Thunderstorms produce beams of antimatter particles that rain into space, NASA scientists said this week, shedding more light on one of the weirdest Earth physics stories of recent memory.
Terrestrial gamma-ray flashes, which are brief, powerful bursts produced inside thunderstorms, apparently produce high-speed streams of electrons and positrons that are swept up in Earth’s magnetic field. Scientists are still not sure how TGFs work or how lightning enters the equation, however.
NASA’s Fermi Gamma-ray Space Telescope was designed to study high-energy physics in the distant universe by studying gamma radiation. But in 2009, scientists noticed a strange signal in their data — the telltale sign of decaying positrons, which are the antimatter mirror opposites of electrons, in the atmosphere. Fermi noticed 17 such gamma-ray flashes just before, during and immediately after lightning strikes in two separate storms, marking the first time anyone saw positrons in lightning. Their presence meant the normal electric field associated with lightning had somehow reversed, but no one could explain it.
At this week’s meeting of the American Astronomical Society, scientists had some answers. To put it simply: In particularly powerful storms, the electric fields at the top of thunderheads belch a stream of electrons and positrons whose speed approaches that of light as they fly into space. Earth’s magnetic field eventually causes them to turn around, and positrons meet their partners in an embrace of mutual annihilation. This results in a release of energy, which, handily, can be detected in the form of gamma rays.

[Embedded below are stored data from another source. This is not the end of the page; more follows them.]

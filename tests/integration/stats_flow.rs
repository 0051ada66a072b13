//! Weekly stats: rolling window, totals and reward tiers through the command boundary.

use chrono::NaiveDate;
use habit_tracker_lib::commands::stats::{stats_weekly, StatsPanel, EMPTY_STATS_MESSAGE};
use habit_tracker_lib::commands::AppState;
use habit_tracker_lib::config::AppConfig;
use habit_tracker_lib::db::Database;
use habit_tracker_lib::models::record::DailyRecord;
use habit_tracker_lib::models::reward::RewardTier;
use habit_tracker_lib::models::summary::WeeklyReport;

fn in_memory_state(window_days: usize) -> AppState {
    let config = AppConfig::default()
        .with_window_days(window_days)
        .expect("window");
    let db = Database::open_in_memory().expect("in-memory database");
    AppState::with_database(config, db)
}

fn date(day: u32) -> NaiveDate {
    NaiveDate::from_ymd_opt(2026, 10, day).unwrap()
}

fn seed(state: &AppState, day: u32, score: i64) {
    let record = DailyRecord {
        study_hours: 1.0,
        exercise_done: day % 2 == 0,
        friends_contacted: 1,
        expense_amount: 10.0,
        daily_score: score,
        ..DailyRecord::blank(date(day))
    };
    state.checkin().store().upsert(&record).unwrap();
}

fn expect_report(panel: StatsPanel) -> WeeklyReport {
    match panel {
        StatsPanel::Report(report) => report,
        other => panic!("expected report, got {other:?}"),
    }
}

#[test]
fn test_empty_store_shows_empty_panel() {
    let state = in_memory_state(7);
    assert_eq!(
        stats_weekly(&state),
        StatsPanel::Empty {
            message: EMPTY_STATS_MESSAGE.to_string()
        }
    );
}

#[test]
fn test_window_keeps_latest_days_ascending() {
    let state = in_memory_state(7);
    for day in (1..=10).rev() {
        seed(&state, day, 100);
    }

    let report = expect_report(stats_weekly(&state));
    let dates: Vec<NaiveDate> = report.entries.iter().map(|record| record.date).collect();
    assert_eq!(dates, (4..=10).map(date).collect::<Vec<_>>());

    let summary = &report.summary;
    assert_eq!(summary.record_count, 7);
    assert_eq!(summary.total_score, 700);
    assert_eq!(summary.total_study_hours, 7.0);
    assert_eq!(summary.total_friends, 7);
    assert_eq!(summary.total_expense, 70.0);
    assert_eq!(summary.exercise_days, 4);
    assert_eq!(summary.reward.tier, RewardTier::Bronze);
    assert_eq!(summary.reward.gap_to_next, Some(100));
}

#[test]
fn test_top_tier_has_no_gap() {
    let state = in_memory_state(7);
    for day in 1..=6 {
        seed(&state, day, 200);
    }

    let report = expect_report(stats_weekly(&state));
    assert_eq!(report.summary.total_score, 1200);
    assert_eq!(report.summary.reward.tier, RewardTier::Master);
    assert_eq!(report.summary.reward.gap_to_next, None);
    assert_eq!(report.summary.reward.color, "#d97706");
}

#[test]
fn test_negative_week_stays_in_base_tier() {
    let state = in_memory_state(7);
    seed(&state, 1, -40);
    seed(&state, 2, -10);

    let report = expect_report(stats_weekly(&state));
    assert_eq!(report.summary.total_score, -50);
    assert_eq!(report.summary.reward.tier, RewardTier::Newcomer);
    assert_eq!(report.summary.reward.gap_to_next, Some(650));
    assert!(report.summary.reward.description.contains("650"));
}

#[test]
fn test_configured_window_length() {
    let state = in_memory_state(3);
    for day in 1..=5 {
        seed(&state, day, 50);
    }

    let report = expect_report(stats_weekly(&state));
    assert_eq!(report.window_days, 3);
    assert_eq!(report.entries.len(), 3);
    assert_eq!(report.entries[0].date, date(3));
    assert_eq!(report.summary.total_score, 150);
}
//! End-to-end check-in flow: form parsing, scoring, persistence and the
//! terminal driver's rendering.

use chrono::NaiveDate;
use clap::Parser;
use habit_tracker_lib::cli::{execute, Cli};
use habit_tracker_lib::commands::checkin::checkin_submit_for;
use habit_tracker_lib::commands::AppState;
use habit_tracker_lib::config::AppConfig;
use habit_tracker_lib::models::checkin::CheckinForm;
use tempfile::{tempdir, TempDir};

fn setup_test_env() -> (AppState, TempDir) {
    let temp_dir = tempdir().expect("Failed to create temp directory");
    let config = AppConfig::default().with_data_dir(temp_dir.path().join("data"));
    let state = AppState::new(config).expect("Failed to build app state");
    (state, temp_dir)
}

fn date(day: u32) -> NaiveDate {
    NaiveDate::from_ymd_opt(2026, 8, day).unwrap()
}

fn reference_form() -> CheckinForm {
    CheckinForm {
        study_hours: "2.0".to_string(),
        research_hours: "1.5".to_string(),
        friends_contacted: "2".to_string(),
        expense_amount: "23.5".to_string(),
        exercise_done: true,
        water_drank: false,
        sleep_early: true,
        good_deed: false,
        reading: true,
        finance_study: false,
    }
}

#[test]
fn test_submit_reference_day() {
    let (state, _temp_dir) = setup_test_env();

    let receipt = checkin_submit_for(&state, reference_form(), date(1)).unwrap();
    assert_eq!(receipt.date, date(1));
    assert_eq!(receipt.daily_score, 65);
    assert_eq!(receipt.message, "打卡成功！今日花销 23.5元\n单日得分：65 分");

    let stored = state.checkin().store().find_by_date(date(1)).unwrap().unwrap();
    assert_eq!(stored.friends_contacted, 2);
    assert_eq!(stored.expense_amount, 23.5);
    assert!(stored.sleep_early && stored.reading);
}

#[test]
fn test_resubmitting_same_day_overwrites() {
    let (state, _temp_dir) = setup_test_env();
    checkin_submit_for(&state, reference_form(), date(2)).unwrap();

    let lazier = CheckinForm {
        study_hours: "0".to_string(),
        research_hours: "0".to_string(),
        exercise_done: false,
        ..reference_form()
    };
    let receipt = checkin_submit_for(&state, lazier, date(2)).unwrap();
    assert_eq!(receipt.daily_score, 20);

    let store = state.checkin().store();
    assert_eq!(store.count().unwrap(), 1);
    let stored = store.find_by_date(date(2)).unwrap().unwrap();
    assert_eq!(stored.daily_score, 20);
    assert_eq!(stored.study_hours, 0.0);
    assert!(!stored.exercise_done);
}

#[test]
fn test_database_created_under_data_dir() {
    let (state, temp_dir) = setup_test_env();
    checkin_submit_for(&state, reference_form(), date(3)).unwrap();

    assert!(temp_dir
        .path()
        .join("data")
        .join("bestie_discipline.db")
        .exists());
    assert_eq!(
        state.checkin().store().database().path(),
        Some(state.config().database_path().as_path())
    );
}

#[test]
fn test_driver_checkin_then_stats() {
    let (state, _temp_dir) = setup_test_env();

    let checkin = Cli::try_parse_from([
        "habit-tracker",
        "checkin",
        "--study",
        "2",
        "--research",
        "1.5",
        "--friends",
        "2",
        "--exercise",
        "--sleep-early",
        "--reading",
        "--date",
        "2026-08-04",
    ])
    .unwrap();
    let output = execute(&state, &checkin);
    assert!(output.contains("单日得分：65 分"), "{output}");

    let stats = Cli::try_parse_from(["habit-tracker", "stats"]).unwrap();
    let output = execute(&state, &stats);
    assert!(output.contains("🏆 累计得分: 65 分"), "{output}");
    assert!(output.contains("2026-08-04 | 得分: 65 | 花销: 0.0元"), "{output}");
}

#[test]
fn test_driver_reports_bad_numbers_without_saving() {
    let (state, _temp_dir) = setup_test_env();

    let cli = Cli::try_parse_from(["habit-tracker", "checkin", "--friends", "two"]).unwrap();
    let output = execute(&state, &cli);
    assert!(output.contains("请检查数字格式是否正确！"), "{output}");
    assert_eq!(state.checkin().store().count().unwrap(), 0);
}

#[test]
fn test_driver_json_output() {
    let (state, _temp_dir) = setup_test_env();

    let cli = Cli::try_parse_from([
        "habit-tracker",
        "--json",
        "checkin",
        "--water",
        "--date",
        "2026-08-05",
    ])
    .unwrap();
    let output = execute(&state, &cli);
    let value: serde_json::Value = serde_json::from_str(&output).unwrap();
    assert_eq!(value["dailyScore"], -30);
    assert_eq!(value["date"], "2026-08-05");
}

The NASA team saw this happen several times since 2008, and in most cases, Fermi was orbiting just above the location of the storm. But four times, it was far away from the source of the TGF, yet experienced the results — on Dec. 19, 2009, Fermi was above Egypt when a TGF erupted over Zambia, 2,800 miles to the south. Electrons and positrons rode up the planet’s magnetic field and hit Fermi, according to Joseph Dwyer at the Florida Institute of Technology in Melbourne, Fla.
In each case, thunderstorm-generated positrons flew past Fermi and boomeranged back, colliding with electrons inside the telescope 23 milliseconds later. In a neat twist, this means infinitesimally small parts of Fermi met a spectacular death that the telescope itself detected.
As a result of this research, which was accepted for publication in the journal Geophysical Research Letters, scientists now think all TGFs produce electron/positron beams. (Not all storms produce TGFs, however, so don’t worry.)